Required work → In how many lines of the records below does the word "crate" appear? Reply with the number only.

Records contained in a dataset
________________________________________

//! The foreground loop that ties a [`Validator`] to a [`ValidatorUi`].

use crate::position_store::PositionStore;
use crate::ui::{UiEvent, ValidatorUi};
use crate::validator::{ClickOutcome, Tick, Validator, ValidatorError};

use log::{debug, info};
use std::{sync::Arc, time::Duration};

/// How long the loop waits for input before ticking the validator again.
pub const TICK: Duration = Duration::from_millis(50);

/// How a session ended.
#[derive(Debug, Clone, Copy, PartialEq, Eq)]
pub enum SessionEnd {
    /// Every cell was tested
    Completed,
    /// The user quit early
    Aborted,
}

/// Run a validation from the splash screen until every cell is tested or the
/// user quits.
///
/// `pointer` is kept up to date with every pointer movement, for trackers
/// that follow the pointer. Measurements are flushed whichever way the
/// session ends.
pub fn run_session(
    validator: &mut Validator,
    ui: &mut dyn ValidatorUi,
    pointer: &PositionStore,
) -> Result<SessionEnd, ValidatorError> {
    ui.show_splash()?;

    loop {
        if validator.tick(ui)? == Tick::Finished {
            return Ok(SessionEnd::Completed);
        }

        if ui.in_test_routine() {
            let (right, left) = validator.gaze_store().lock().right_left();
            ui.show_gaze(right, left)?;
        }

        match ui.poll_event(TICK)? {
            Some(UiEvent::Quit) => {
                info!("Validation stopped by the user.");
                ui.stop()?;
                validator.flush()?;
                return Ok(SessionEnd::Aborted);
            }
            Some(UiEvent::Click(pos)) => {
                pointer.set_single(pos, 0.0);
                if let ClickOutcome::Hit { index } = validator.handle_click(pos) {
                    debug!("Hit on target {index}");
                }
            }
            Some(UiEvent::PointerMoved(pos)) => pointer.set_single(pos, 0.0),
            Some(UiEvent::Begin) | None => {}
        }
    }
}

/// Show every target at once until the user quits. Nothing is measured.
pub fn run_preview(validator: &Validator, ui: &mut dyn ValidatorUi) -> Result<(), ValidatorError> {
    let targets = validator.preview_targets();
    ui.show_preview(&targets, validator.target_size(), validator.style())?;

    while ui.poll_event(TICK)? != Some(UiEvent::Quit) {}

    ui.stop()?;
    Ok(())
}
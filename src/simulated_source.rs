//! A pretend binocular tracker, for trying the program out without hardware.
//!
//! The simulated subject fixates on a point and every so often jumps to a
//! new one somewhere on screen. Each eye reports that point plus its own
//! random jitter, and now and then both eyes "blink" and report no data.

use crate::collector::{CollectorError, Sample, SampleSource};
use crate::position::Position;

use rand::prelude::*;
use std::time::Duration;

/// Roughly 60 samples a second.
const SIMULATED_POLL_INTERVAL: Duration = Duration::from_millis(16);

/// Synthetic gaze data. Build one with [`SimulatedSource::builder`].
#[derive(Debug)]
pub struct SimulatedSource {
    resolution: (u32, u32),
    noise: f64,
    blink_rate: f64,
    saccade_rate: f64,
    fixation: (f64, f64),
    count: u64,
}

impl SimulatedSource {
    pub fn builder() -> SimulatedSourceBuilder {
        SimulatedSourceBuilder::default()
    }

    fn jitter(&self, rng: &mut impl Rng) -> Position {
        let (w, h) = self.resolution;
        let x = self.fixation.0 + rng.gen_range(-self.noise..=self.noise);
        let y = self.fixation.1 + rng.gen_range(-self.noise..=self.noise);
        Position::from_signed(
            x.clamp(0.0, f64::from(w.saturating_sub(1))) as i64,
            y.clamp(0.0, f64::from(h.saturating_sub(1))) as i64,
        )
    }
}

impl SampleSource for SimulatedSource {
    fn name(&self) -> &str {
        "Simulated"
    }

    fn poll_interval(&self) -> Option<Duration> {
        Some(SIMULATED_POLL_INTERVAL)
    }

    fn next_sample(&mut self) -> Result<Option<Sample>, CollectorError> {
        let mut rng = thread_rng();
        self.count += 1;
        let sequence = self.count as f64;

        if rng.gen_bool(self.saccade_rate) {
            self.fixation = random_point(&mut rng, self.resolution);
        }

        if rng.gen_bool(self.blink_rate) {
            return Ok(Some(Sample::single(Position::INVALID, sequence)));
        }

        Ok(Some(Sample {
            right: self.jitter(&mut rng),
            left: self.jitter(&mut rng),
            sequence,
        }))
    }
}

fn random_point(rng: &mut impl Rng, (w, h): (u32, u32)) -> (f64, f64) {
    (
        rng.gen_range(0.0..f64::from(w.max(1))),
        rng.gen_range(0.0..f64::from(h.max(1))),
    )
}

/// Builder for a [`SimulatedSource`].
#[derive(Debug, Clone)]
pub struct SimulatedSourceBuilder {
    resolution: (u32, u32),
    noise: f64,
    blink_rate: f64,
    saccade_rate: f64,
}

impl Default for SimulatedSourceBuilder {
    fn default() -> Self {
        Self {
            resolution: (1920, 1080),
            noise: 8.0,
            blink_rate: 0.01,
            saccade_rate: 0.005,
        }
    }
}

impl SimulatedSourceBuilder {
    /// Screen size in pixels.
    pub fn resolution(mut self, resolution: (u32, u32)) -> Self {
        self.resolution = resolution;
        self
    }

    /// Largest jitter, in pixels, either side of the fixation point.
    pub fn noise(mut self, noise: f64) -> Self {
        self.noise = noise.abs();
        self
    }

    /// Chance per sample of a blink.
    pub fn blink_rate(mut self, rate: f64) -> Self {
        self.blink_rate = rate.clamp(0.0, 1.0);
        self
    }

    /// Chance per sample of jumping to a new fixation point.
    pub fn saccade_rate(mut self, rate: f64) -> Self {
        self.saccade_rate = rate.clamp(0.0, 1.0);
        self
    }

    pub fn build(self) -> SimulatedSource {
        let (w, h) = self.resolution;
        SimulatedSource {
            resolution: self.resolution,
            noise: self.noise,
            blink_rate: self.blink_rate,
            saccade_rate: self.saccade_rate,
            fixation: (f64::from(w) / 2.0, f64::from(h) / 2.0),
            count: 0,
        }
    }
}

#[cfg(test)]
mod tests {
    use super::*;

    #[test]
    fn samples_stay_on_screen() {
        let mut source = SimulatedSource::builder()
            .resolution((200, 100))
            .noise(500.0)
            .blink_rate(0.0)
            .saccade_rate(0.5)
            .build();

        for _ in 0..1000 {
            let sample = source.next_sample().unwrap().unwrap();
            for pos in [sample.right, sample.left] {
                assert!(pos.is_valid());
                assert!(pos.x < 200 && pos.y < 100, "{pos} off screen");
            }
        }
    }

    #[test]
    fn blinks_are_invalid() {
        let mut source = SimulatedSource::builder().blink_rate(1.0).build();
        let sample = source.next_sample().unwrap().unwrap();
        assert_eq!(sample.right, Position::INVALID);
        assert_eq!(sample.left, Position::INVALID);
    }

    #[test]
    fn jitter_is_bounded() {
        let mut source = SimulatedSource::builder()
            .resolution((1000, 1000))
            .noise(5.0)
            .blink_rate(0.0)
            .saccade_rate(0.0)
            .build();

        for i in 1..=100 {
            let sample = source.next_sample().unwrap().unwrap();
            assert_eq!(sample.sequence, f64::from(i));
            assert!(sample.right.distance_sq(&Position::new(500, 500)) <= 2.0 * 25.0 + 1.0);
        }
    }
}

________________________________________

Exercise solution → 5